MATERIAL PROVIDED: Begin

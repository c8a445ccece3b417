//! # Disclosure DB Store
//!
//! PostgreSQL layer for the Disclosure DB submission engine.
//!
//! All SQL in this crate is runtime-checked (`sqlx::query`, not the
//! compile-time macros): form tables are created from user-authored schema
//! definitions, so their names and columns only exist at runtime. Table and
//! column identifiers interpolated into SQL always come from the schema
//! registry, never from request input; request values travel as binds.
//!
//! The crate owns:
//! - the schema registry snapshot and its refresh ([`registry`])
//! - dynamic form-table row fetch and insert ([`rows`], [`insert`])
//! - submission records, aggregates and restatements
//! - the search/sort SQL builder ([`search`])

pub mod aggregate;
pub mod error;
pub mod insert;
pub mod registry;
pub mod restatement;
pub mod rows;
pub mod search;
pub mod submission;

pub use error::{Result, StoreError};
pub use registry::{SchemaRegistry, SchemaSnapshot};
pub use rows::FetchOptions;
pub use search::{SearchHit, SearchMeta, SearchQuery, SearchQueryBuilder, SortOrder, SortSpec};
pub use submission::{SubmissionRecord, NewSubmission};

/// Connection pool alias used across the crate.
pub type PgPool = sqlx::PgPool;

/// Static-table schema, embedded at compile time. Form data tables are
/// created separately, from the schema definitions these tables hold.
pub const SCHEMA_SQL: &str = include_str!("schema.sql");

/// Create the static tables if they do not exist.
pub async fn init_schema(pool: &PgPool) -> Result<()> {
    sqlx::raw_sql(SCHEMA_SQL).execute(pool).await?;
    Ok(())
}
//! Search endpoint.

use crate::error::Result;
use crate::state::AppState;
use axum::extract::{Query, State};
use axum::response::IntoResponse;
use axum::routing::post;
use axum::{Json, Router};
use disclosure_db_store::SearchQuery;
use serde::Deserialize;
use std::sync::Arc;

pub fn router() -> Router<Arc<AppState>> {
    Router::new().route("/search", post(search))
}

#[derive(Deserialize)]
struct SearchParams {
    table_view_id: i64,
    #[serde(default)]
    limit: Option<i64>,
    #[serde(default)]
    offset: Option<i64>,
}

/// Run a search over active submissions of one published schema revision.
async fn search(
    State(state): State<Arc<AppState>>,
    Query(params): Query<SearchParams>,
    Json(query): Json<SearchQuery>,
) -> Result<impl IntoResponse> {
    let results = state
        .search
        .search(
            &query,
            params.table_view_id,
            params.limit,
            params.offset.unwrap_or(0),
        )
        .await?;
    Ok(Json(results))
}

MATERIAL PROVIDED: End

TASK GOAL ::
Print out the data exactly once more.

TASK SOLUTION ::
repository c8a445ccece3b417
//! # Disclosure DB Store
//!
//! PostgreSQL layer for the Disclosure DB submission engine.
//!
//! All SQL in this crate is runtime-checked (`sqlx::query`, not the
//! compile-time macros): form tables are created from user-authored schema
//! definitions, so their names and columns only exist at runtime. Table and
//! column identifiers interpolated into SQL always come from the schema
//! registry, never from request input; request values travel as binds.
//!
//! The crate owns:
//! - the schema registry snapshot and its refresh ([`registry`])
//! - dynamic form-table row fetch and insert ([`rows`], [`insert`])
//! - submission records, aggregates and restatements
//! - the search/sort SQL builder ([`search`])

pub mod aggregate;
pub mod error;
pub mod insert;
pub mod registry;
pub mod restatement;
pub mod rows;
pub mod search;
pub mod submission;

pub use error::{Result, StoreError};
pub use registry::{SchemaRegistry, SchemaSnapshot};
pub use rows::FetchOptions;
pub use search::{SearchHit, SearchMeta, SearchQuery, SearchQueryBuilder, SortOrder, SortSpec};
pub use submission::{SubmissionRecord, NewSubmission};

/// Connection pool alias used across the crate.
pub type PgPool = sqlx::PgPool;

/// Static-table schema, embedded at compile time. Form data tables are
/// created separately, from the schema definitions these tables hold.
pub const SCHEMA_SQL: &str = include_str!("schema.sql");

/// Create the static tables if they do not exist.
pub async fn init_schema(pool: &PgPool) -> Result<()> {
    sqlx::raw_sql(SCHEMA_SQL).execute(pool).await?;
    Ok(())
}
//! Search endpoint.

use crate::error::Result;
use crate::state::AppState;
use axum::extract::{Query, State};
use axum::response::IntoResponse;
use axum::routing::post;
use axum::{Json, Router};
use disclosure_db_store::SearchQuery;
use serde::Deserialize;
use std::sync::Arc;

pub fn router() -> Router<Arc<AppState>> {
    Router::new().route("/search", post(search))
}

#[derive(Deserialize)]
struct SearchParams {
    table_view_id: i64,
    #[serde(default)]
    limit: Option<i64>,
    #[serde(default)]
    offset: Option<i64>,
}

/// Run a search over active submissions of one published schema revision.
async fn search(
    State(state): State<Arc<AppState>>,
    Query(params): Query<SearchParams>,
    Json(query): Json<SearchQuery>,
) -> Result<impl IntoResponse> {
    let results = state
        .search
        .search(
            &query,
            params.table_view_id,
            params.limit,
            params.offset.unwrap_or(0),
        )
        .await?;
    Ok(Json(results))
}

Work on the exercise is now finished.